Lee’s Army during the Overland Campaign
by Alfred C. Young

Product Details

  • Hardcover: 400 pages
  • Publisher: Louisiana State University Press; 1 edition (May 6, 2013)
  • Language: English
  • ISBN-10: 0807151726
  • ISBN-13: 978-0807151723

LeesArmyDuringTheOverlandCampaignYoung Civil War Book Review: <i>Lee’s Army during the Overland Campaign</i>A very serious book

I have a feeling this is going to be the “gold standard” reference work on this subject.  The question “how many” during the Overland Campaign has been a problem since 1864.

First, record keeping was not consistent within armies as different commands counted the same situation differently.  The definition of “good record keeping” has changed over the last 150 years.  What they considered “good records” simply do not meet our standards of records.

Second, they were rather busy and record keeping was their lowest priority.  Many of the records we do have were done weeks or months later if at all.  To complicate matters, many records were lost or destroyed during the last days of the war.

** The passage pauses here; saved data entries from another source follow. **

use std::sync::Arc;

use axum::{
    body::Bytes,
    extract::State,
    http::{header, HeaderMap, StatusCode},
    response::{IntoResponse, Response},
    routing::post,
    Router,
};
use tracing::{info, warn};
use uploader_core::{FileRelayPipeline, InterfaceError, RelaySummary};
use uploader_slack::{events, retry, SignatureVerifier, SlackEvent};
use uuid::Uuid;

pub const RETRY_ACK_BODY: &str = "No need retry";
pub const OK_BODY: &str = "OK";

pub struct WebhookState {
    pub verifier: SignatureVerifier,
    pub pipeline: FileRelayPipeline,
}

pub fn router(events_path: &str, state: Arc<WebhookState>) -> Router {
    Router::new().route(events_path, post(slack_events)).with_state(state)
}

pub async fn slack_events(
    State(state): State<Arc<WebhookState>>,
    headers: HeaderMap,
    body: Bytes,
) -> Response {
    let correlation_id = Uuid::new_v4().to_string();

    if let Err(error) = state.verifier.verify(&headers, &body) {
        warn!(
            event_name = "ingress.slack.signature_rejected",
            correlation_id = %correlation_id,
            error = %error,
            "rejected request with invalid signature"
        );
        return error_response(&InterfaceError::unauthorized(error.to_string(), correlation_id));
    }

    if retry::should_skip(&headers) {
        info!(
            event_name = "ingress.slack.retry_skipped",
            correlation_id = %correlation_id,
            retry_attempt = retry::retry_attempt(&headers),
            retry_reason = retry::retry_reason(&headers).unwrap_or("unknown"),
            "skipping redelivered event"
        );
        return (StatusCode::OK, RETRY_ACK_BODY).into_response();
    }

    if std::str::from_utf8(&body).is_err() {
        warn!(
            event_name = "ingress.slack.body_not_utf8",
            correlation_id = %correlation_id,
            "request body is not valid UTF-8"
        );
        return error_response(&InterfaceError::bad_request(
            "request body is not valid UTF-8",
            correlation_id,
        ));
    }

    let event = match events::decode(&body) {
        Ok(event) => event,
        Err(error) => {
            warn!(
                event_name = "ingress.slack.decode_failed",
                correlation_id = %correlation_id,
                error = %error,
                "failed to decode event payload"
            );
            return error_response(&InterfaceError::internal(error.to_string(), correlation_id));
        }
    };

    info!(
        event_name = "ingress.slack.event_received",
        correlation_id = %correlation_id,
        event_type = event.event_type().as_str(),
        "slack event received"
    );

    match event {
        SlackEvent::Handshake { challenge } => {
            (StatusCode::OK, [(header::CONTENT_TYPE, "text/plain")], challenge).into_response()
        }
        SlackEvent::Unrecognized { event_type } => {
            info!(
                event_name = "ingress.slack.event_ignored",
                correlation_id = %correlation_id,
                event_type = %event_type,
                "ignoring unrecognized event"
            );
            (StatusCode::OK, OK_BODY).into_response()
        }
        SlackEvent::Callback(callback) => {
            let reports = state.pipeline.relay(callback, &correlation_id).await;
            match RelaySummary::of(&reports) {
                RelaySummary::Completed => (StatusCode::OK, OK_BODY).into_response(),
                RelaySummary::Rejected => error_response(&InterfaceError::bad_request(
                    "one or more files were rejected",
                    correlation_id,
                )),
                RelaySummary::Failed => error_response(&InterfaceError::internal(
                    "one or more files failed to relay",
                    correlation_id,
                )),
            }
        }
    }
}

fn error_response(error: &InterfaceError) -> Response {
    let status =
        StatusCode::from_u16(error.status_code()).unwrap_or(StatusCode::INTERNAL_SERVER_ERROR);
    (status, [("x-correlation-id", error.correlation_id().to_owned())], error.response_body())
        .into_response()
}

Last but not least, Lost Cause mythology made a huge investment in the small gallant band in Gray overwhelmed by an endless horde in Blue myth.

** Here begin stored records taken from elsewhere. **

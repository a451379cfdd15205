//! Collaborators owned by the embedding application: volume storage, viewer,
//! consent prompt. The core only talks to them through these traits.

mod local;

pub use local::{AutoConsent, LocalVolumeStore, LogProgress, LogViewer, TerminalConsent};

use crate::{Result, decode::Artifact};
use async_trait::async_trait;
use std::path::Path;

/// Reference to a volume the host owns.
#[derive(Debug, Clone, PartialEq, Eq)]
pub struct VolumeRef {
    pub id: String,
    pub name: String,
}

impl VolumeRef {
    pub fn new(id: impl Into<String>, name: impl Into<String>) -> Self {
        Self {
            id: id.into(),
            name: name.into(),
        }
    }
}

/// Handle to a label volume the host loaded from a result file.
#[derive(Debug, Clone, PartialEq, Eq)]
pub struct LabelVolumeHandle {
    pub id: String,
    pub name: String,
}

#[async_trait]
pub trait VolumeStore: Send + Sync {
    /// Writes `volume` to `path` as a self-describing volumetric image.
    async fn save_volume(&self, volume: &VolumeRef, path: &Path) -> Result<()>;

    /// Loads `path` as a label volume. The file may be removed afterwards.
    async fn load_label_volume(&self, path: &Path) -> Result<LabelVolumeHandle>;
}

pub trait Viewer: Send + Sync {
    fn show_input(&self, volume: &VolumeRef);

    fn show_artifact(&self, artifact: &Artifact);
}

#[cfg_attr(test, mockall::automock)]
#[async_trait]
pub trait ConsentPrompt: Send + Sync {
    /// Asks the user to approve sending data to `prediction_url`.
    async fn confirm(&self, prediction_url: &str) -> bool;
}

pub fn consent_message(prediction_url: &str) -> String {
    format!(
        "You are about to send the selected data over the network to a remote server at {}.\n\
         It is your responsibility to make sure that doing so does not violate any rules \
         governing access to this data.",
        prediction_url
    )
}
use super::{ConsentPrompt, LabelVolumeHandle, Viewer, VolumeRef, VolumeStore, consent_message};
use crate::{Error, Result, decode::Artifact, transport::ProgressSink};
use async_trait::async_trait;
use std::{
    io::{BufRead, Write},
    path::{Path, PathBuf},
    sync::atomic::{AtomicU64, Ordering},
};
use tracing::{info, warn};

/// Volumes are plain files on disk; a `VolumeRef` id is the file path.
pub struct LocalVolumeStore {
    output_dir: PathBuf,
}

impl LocalVolumeStore {
    pub fn new(output_dir: impl Into<PathBuf>) -> Self {
        Self {
            output_dir: output_dir.into(),
        }
    }

    /// Builds a reference to the volume file at `path`, named by its stem.
    pub fn volume_at(path: impl AsRef<Path>) -> VolumeRef {
        let path = path.as_ref();
        let name = path
            .file_name()
            .and_then(|n| n.to_str())
            .map(|n| n.split('.').next().unwrap_or(n).to_string())
            .unwrap_or_else(|| "volume".to_string());
        VolumeRef::new(path.to_string_lossy(), name)
    }
}

#[async_trait]
impl VolumeStore for LocalVolumeStore {
    async fn save_volume(&self, volume: &VolumeRef, path: &Path) -> Result<()> {
        tokio::fs::copy(&volume.id, path).await?;
        Ok(())
    }

    async fn load_label_volume(&self, path: &Path) -> Result<LabelVolumeHandle> {
        let file_name = path
            .file_name()
            .ok_or_else(|| Error::Io(std::io::Error::other("result path has no file name")))?;
        tokio::fs::create_dir_all(&self.output_dir).await?;
        let target = self.output_dir.join(file_name);
        tokio::fs::copy(path, &target).await?;

        let name = Path::new(file_name)
            .file_stem()
            .map(|s| s.to_string_lossy().into_owned())
            .unwrap_or_default();
        Ok(LabelVolumeHandle {
            id: target.to_string_lossy().into_owned(),
            name,
        })
    }
}

/// Viewer that only logs what it would display.
#[derive(Debug, Default)]
pub struct LogViewer;

impl Viewer for LogViewer {
    fn show_input(&self, volume: &VolumeRef) {
        info!(volume = %volume.name, "Input volume staged for upload");
    }

    fn show_artifact(&self, artifact: &Artifact) {
        match artifact {
            Artifact::LabelVolume(handle) => {
                info!(name = %handle.name, location = %handle.id, "Label volume received")
            }
        }
    }
}

/// Logs upload progress in 10% steps.
#[derive(Debug, Default)]
pub struct LogProgress {
    last_step: AtomicU64,
}

impl ProgressSink for LogProgress {
    fn begin(&self) {
        self.last_step.store(0, Ordering::SeqCst);
        info!("Uploading to remote server");
    }

    fn report(&self, fraction: f64) {
        let step = (fraction * 10.0).floor() as u64;
        if step > self.last_step.fetch_max(step, Ordering::SeqCst) {
            info!("Upload {}%", step * 10);
        }
    }

    fn finish(&self) {
        info!("Upload finished");
    }
}

/// Answers every consent request the same way, e.g. for `--yes`.
#[derive(Debug, Clone, Copy)]
pub struct AutoConsent(pub bool);

#[async_trait]
impl ConsentPrompt for AutoConsent {
    async fn confirm(&self, _prediction_url: &str) -> bool {
        self.0
    }
}

/// Asks on the terminal and waits for `y`/`yes`.
#[derive(Debug, Default)]
pub struct TerminalConsent;

#[async_trait]
impl ConsentPrompt for TerminalConsent {
    async fn confirm(&self, prediction_url: &str) -> bool {
        let message = consent_message(prediction_url);
        let answer = tokio::task::spawn_blocking(move || {
            let mut stderr = std::io::stderr();
            let _ = writeln!(stderr, "{}", message);
            let _ = write!(stderr, "Submit? [y/N] ");
            let _ = stderr.flush();

            let mut line = String::new();
            std::io::stdin().lock().read_line(&mut line).map(|_| line)
        })
        .await;

        match answer {
            Ok(Ok(line)) => matches!(line.trim().to_ascii_lowercase().as_str(), "y" | "yes"),
            Ok(Err(e)) => {
                warn!("Failed to read consent answer: {}", e);
                false
            }
            Err(e) => {
                warn!("Consent prompt task failed: {}", e);
                false
            }
        }
    }
}
use crate::{Error, Result};
use tracing::{debug, info, warn};

// Exchange states
#[derive(Debug, Clone, Copy, PartialEq, Eq)]
pub enum ExchangeState {
    Idle,
    Collecting,
    Sending,
    Dispatching,
}

// Exchange events
#[derive(Debug, Clone, Copy, PartialEq, Eq)]
pub enum ExchangeEvent {
    Confirmed,
    MessageReady,
    ReplyReceived,
    Finished,
    Aborted,
}

pub struct ExchangeStateMachine {
    state: ExchangeState,
}

impl Default for ExchangeStateMachine {
    fn default() -> Self {
        Self::new()
    }
}

impl ExchangeStateMachine {
    pub fn new() -> Self {
        Self {
            state: ExchangeState::Idle,
        }
    }

    pub fn current_state(&self) -> ExchangeState {
        self.state
    }

    pub fn is_idle(&self) -> bool {
        self.state == ExchangeState::Idle
    }

    pub fn transition(&mut self, event: ExchangeEvent) -> Result<()> {
        let old_state = self.state;
        debug!("Exchange processing event {:?} in state {:?}", event, old_state);

        let new_state = match (old_state, event) {
            (ExchangeState::Idle, ExchangeEvent::Confirmed) => ExchangeState::Collecting,
            (ExchangeState::Collecting, ExchangeEvent::MessageReady) => ExchangeState::Sending,
            (ExchangeState::Sending, ExchangeEvent::ReplyReceived) => ExchangeState::Dispatching,
            (ExchangeState::Dispatching, ExchangeEvent::Finished) => ExchangeState::Idle,
            (_, ExchangeEvent::Aborted) => ExchangeState::Idle,
            _ => {
                warn!(
                    "Invalid exchange transition from {:?} with event {:?}",
                    old_state, event
                );
                return Err(Error::InvalidTransition {
                    current: format!("{:?}", old_state),
                    requested: format!("{:?}", event),
                });
            }
        };

        if old_state != new_state {
            info!(
                "Exchange state transition: {:?} -> {:?} (event: {:?})",
                old_state, new_state, event
            );
        }

        self.state = new_state;
        Ok(())
    }
}
use super::{Artifact, DecodeContext, ResponseDecoder};
use crate::{Error, Result, host::VolumeStore};
use async_trait::async_trait;
use base64::{Engine, engine::general_purpose::STANDARD};
use serde_json::Value;
use std::{path::Path, sync::Arc};
use tracing::{debug, warn};

/// Appended to the submitted volume's name to form the result file name.
pub const RESULT_SUFFIX: &str = "_result.mha";

/// Writes the base64 `content` of a reply part to a temp file, loads it as a
/// label volume and removes the file again.
pub struct LabelVolumeDecoder {
    store: Arc<dyn VolumeStore>,
}

impl LabelVolumeDecoder {
    pub fn new(store: Arc<dyn VolumeStore>) -> Self {
        Self { store }
    }
}

fn decode_content(payload: &Value) -> Result<Vec<u8>> {
    let content = payload
        .get("content")
        .and_then(Value::as_str)
        .ok_or_else(|| Error::decode("label volume payload has no string 'content'"))?;
    // Servers may wrap the encoded text at fixed line widths.
    let compact: String = content.split_whitespace().collect();
    Ok(STANDARD.decode(compact)?)
}

/// File name for the result, built from the last path component of the
/// submitted volume's name so it stays inside the temp dir.
fn result_file_name(volume_name: Option<&str>) -> String {
    let stem = volume_name
        .and_then(|name| Path::new(name).file_name())
        .and_then(|name| name.to_str())
        .unwrap_or("volume");
    format!("{}{}", stem, RESULT_SUFFIX)
}

#[async_trait]
impl ResponseDecoder for LabelVolumeDecoder {
    async fn decode(&self, payload: &Value, ctx: &DecodeContext<'_>) -> Result<Option<Artifact>> {
        let bytes = decode_content(payload)?;
        let path = ctx.temp_dir.join(result_file_name(ctx.volume_name));
        debug!("Writing {} result bytes to {}", bytes.len(), path.display());
        tokio::fs::write(&path, &bytes).await?;

        let handle = match self.store.load_label_volume(&path).await {
            Ok(handle) => handle,
            Err(e) => {
                if let Err(remove_err) = tokio::fs::remove_file(&path).await {
                    warn!("Failed to remove {}: {}", path.display(), remove_err);
                }
                return Err(e);
            }
        };
        tokio::fs::remove_file(&path).await?;

        Ok(Some(Artifact::LabelVolume(handle)))
    }
}
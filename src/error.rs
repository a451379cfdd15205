use thiserror::Error;

pub type Result<T> = std::result::Result<T, Error>;

#[derive(Error, Debug)]
pub enum Error {
    #[error("Configuration error: {0}")]
    Config(String),

    #[error("Network error: {0}")]
    Network(String),

    #[error("Decode error: {0}")]
    Decode(String),

    #[error("Schema error: {0}")]
    Schema(String),

    #[error("IO error: {0}")]
    Io(#[from] std::io::Error),

    #[error("YAML error: {0}")]
    Yaml(#[from] serde_yaml::Error),

    #[error("Invalid state transition: {current} -> {requested}")]
    InvalidTransition { current: String, requested: String },
}

impl From<reqwest::Error> for Error {
    fn from(e: reqwest::Error) -> Self {
        if e.is_decode() {
            Self::Decode(e.to_string())
        } else {
            Self::Network(e.to_string())
        }
    }
}

impl From<serde_json::Error> for Error {
    fn from(e: serde_json::Error) -> Self {
        Self::Decode(e.to_string())
    }
}

impl From<base64::DecodeError> for Error {
    fn from(e: base64::DecodeError) -> Self {
        Self::Decode(format!("invalid base64 payload: {}", e))
    }
}

impl Error {
    pub fn config(msg: impl Into<String>) -> Self {
        Self::Config(msg.into())
    }

    pub fn network(msg: impl Into<String>) -> Self {
        Self::Network(msg.into())
    }

    pub fn decode(msg: impl Into<String>) -> Self {
        Self::Decode(msg.into())
    }

    pub fn schema(msg: impl Into<String>) -> Self {
        Self::Schema(msg.into())
    }
}

#[cfg(test)]
mod tests {
    use super::*;

    #[test]
    fn test_helpers_build_matching_variants() {
        assert!(matches!(Error::network("down"), Error::Network(_)));
        assert!(matches!(Error::schema("missing"), Error::Schema(_)));
        assert!(matches!(Error::decode("bad"), Error::Decode(_)));
        assert!(matches!(Error::config("bad"), Error::Config(_)));
    }

    #[test]
    fn test_json_errors_become_decode_errors() {
        let err: Error = serde_json::from_str::<serde_json::Value>("{not json")
            .unwrap_err()
            .into();
        assert!(matches!(err, Error::Decode(_)));
    }

    #[test]
    fn test_io_errors_keep_their_prefix() {
        let err: Error = std::io::Error::new(std::io::ErrorKind::NotFound, "gone").into();
        assert!(matches!(err, Error::Io(_)));
        assert!(err.to_string().starts_with("IO error"));
    }
}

All of this contributed to the popular perception of a badly outnumbered Lee butchering Grant’s endless army until forced by sheer numbers into submission.

The author describes himself as an “independent scholar” which seems justified by this book.  Working with the Official Records, pension files, unit histories and newspaper causality lists this book presents very realistic numbers for the Army of Northern Virginia during the Overland Campaign.

This is a very serious book with 195 pages of tables, maps and notes.  It is not light reading.  However, the 235 pages of text are very informative and are not a cure for insomnia.  The text explains the author’s methodology and research.  It covers any problems and provides reasons for estimates for adjustments.  Additionally, the author looks at reinforcements either as units or men returning to duty.  The balance of the text is a look at each brigade, division, corps and support units during the campaign.  These histories are from 25 to 40 pages long with supporting maps.

The tables work from regiment to brigade to division to corps to army.  They have strengths at the start of the Wilderness, Spotsylvania and Cold Harbor.  Supporting these are strengths after Spotsylvania and Cold Harbor.

Overall, this is a well thought out look at numbers during the Overland Campaign.  I found that three bookmarks are useful while reading this book.  One keeps my place in the text; two keep my place in the tables.

This book is not trying to overthrow accepted ideas but it will cause you to adjust your thinking.